== Assigned task ==
Count every line in the entries that follow where the word "path" appears, then state only the total.

== Data for processing ==
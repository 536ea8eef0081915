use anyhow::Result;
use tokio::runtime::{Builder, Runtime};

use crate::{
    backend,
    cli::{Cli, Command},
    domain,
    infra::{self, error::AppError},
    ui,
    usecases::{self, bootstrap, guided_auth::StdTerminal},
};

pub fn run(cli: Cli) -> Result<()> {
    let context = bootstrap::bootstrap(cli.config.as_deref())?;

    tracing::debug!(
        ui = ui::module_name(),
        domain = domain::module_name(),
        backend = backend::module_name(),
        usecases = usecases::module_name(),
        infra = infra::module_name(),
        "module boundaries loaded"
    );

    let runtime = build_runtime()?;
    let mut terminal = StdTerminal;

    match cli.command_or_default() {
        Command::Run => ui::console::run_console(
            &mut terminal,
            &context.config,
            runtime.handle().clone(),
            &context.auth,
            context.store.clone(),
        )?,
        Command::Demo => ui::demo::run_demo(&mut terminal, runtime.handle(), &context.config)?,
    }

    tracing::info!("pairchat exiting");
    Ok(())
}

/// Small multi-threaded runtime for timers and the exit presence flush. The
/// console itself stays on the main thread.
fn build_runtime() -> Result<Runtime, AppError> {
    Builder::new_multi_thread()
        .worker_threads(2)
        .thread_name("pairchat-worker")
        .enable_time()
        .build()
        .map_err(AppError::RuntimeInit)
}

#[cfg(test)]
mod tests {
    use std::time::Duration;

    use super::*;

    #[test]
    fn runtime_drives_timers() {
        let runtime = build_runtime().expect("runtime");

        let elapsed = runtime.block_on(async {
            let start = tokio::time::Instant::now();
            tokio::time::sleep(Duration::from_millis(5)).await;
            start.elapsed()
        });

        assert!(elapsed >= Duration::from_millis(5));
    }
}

--

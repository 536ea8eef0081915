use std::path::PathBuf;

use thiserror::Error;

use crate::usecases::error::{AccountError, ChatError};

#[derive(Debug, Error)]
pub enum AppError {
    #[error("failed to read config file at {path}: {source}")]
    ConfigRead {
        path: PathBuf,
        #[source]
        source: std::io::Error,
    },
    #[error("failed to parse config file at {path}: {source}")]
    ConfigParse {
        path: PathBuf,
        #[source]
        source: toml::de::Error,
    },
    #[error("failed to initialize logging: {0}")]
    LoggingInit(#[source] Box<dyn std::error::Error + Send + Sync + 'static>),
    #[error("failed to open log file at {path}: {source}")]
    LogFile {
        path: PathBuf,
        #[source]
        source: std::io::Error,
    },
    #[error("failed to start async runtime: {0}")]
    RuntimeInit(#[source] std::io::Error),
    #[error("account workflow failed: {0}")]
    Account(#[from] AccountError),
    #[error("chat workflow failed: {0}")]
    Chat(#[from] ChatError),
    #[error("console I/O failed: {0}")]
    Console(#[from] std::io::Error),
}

== Answer section ==
7